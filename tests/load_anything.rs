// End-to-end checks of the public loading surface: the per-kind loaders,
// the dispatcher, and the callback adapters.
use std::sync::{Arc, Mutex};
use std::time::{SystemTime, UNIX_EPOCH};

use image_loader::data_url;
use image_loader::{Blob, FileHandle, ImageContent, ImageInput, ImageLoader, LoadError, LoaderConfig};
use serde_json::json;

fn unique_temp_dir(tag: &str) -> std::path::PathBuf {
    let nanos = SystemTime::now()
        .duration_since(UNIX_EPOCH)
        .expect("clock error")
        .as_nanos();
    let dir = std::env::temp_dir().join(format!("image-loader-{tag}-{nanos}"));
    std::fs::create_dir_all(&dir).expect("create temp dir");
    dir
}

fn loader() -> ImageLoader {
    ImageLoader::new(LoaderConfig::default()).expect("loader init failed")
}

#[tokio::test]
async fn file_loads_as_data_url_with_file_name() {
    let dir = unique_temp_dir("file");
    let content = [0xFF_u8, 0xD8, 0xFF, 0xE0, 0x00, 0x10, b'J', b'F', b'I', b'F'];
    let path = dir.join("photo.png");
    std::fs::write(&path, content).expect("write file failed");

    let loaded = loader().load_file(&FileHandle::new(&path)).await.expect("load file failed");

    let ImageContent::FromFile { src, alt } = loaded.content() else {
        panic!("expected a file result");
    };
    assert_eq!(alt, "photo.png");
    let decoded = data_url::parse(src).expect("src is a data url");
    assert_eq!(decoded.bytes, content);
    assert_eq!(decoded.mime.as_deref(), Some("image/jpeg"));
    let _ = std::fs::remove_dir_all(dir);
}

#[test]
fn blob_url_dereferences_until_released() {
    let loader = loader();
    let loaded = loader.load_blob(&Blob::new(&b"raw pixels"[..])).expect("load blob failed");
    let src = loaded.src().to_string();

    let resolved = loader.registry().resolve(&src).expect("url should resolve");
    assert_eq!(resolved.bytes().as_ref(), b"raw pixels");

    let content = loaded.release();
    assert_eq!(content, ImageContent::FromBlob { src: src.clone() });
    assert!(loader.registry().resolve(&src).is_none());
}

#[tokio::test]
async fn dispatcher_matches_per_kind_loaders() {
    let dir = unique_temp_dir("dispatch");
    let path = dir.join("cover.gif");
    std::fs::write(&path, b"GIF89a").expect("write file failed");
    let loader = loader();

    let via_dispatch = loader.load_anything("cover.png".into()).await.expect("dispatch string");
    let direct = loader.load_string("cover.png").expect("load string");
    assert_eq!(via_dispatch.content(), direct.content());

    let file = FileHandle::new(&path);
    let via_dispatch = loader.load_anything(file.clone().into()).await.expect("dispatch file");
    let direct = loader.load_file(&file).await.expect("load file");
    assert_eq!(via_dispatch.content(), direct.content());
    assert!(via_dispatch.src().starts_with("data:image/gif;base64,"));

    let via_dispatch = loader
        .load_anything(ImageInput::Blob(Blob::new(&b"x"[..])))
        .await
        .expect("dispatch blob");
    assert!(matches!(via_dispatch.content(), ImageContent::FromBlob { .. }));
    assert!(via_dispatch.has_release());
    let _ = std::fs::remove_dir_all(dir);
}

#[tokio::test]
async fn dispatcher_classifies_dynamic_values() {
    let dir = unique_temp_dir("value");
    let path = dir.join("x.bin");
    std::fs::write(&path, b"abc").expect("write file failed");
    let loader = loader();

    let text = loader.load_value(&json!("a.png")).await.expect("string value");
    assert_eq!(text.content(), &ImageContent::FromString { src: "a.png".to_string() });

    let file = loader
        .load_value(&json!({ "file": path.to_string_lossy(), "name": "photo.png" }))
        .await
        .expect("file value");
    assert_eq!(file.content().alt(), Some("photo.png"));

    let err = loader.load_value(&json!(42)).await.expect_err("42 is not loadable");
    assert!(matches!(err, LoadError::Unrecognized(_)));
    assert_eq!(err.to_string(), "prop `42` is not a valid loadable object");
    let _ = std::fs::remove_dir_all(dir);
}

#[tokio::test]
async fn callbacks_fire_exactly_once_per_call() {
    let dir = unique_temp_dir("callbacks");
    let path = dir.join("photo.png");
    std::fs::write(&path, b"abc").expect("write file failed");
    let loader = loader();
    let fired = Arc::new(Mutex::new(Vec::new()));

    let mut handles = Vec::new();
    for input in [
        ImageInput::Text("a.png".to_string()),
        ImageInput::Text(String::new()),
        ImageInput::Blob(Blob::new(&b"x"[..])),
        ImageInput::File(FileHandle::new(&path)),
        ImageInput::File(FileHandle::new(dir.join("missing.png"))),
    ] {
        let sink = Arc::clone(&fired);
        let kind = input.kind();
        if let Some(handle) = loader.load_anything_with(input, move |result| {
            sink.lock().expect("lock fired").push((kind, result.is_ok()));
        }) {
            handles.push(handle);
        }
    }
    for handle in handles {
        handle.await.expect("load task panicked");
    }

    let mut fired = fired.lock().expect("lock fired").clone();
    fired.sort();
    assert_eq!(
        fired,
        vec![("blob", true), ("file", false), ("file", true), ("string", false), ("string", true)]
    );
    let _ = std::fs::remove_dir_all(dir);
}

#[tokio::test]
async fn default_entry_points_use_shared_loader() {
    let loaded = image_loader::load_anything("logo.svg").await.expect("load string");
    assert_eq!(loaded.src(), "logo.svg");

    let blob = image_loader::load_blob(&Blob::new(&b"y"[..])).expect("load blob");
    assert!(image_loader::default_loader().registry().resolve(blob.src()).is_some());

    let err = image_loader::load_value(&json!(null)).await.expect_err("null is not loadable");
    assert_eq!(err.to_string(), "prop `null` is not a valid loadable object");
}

• • •

**EXERCISE INSTRUCTIONS**
Determine how many lines of the listing above hold the word "registry". Report that number without anything else.

**RESULT**
3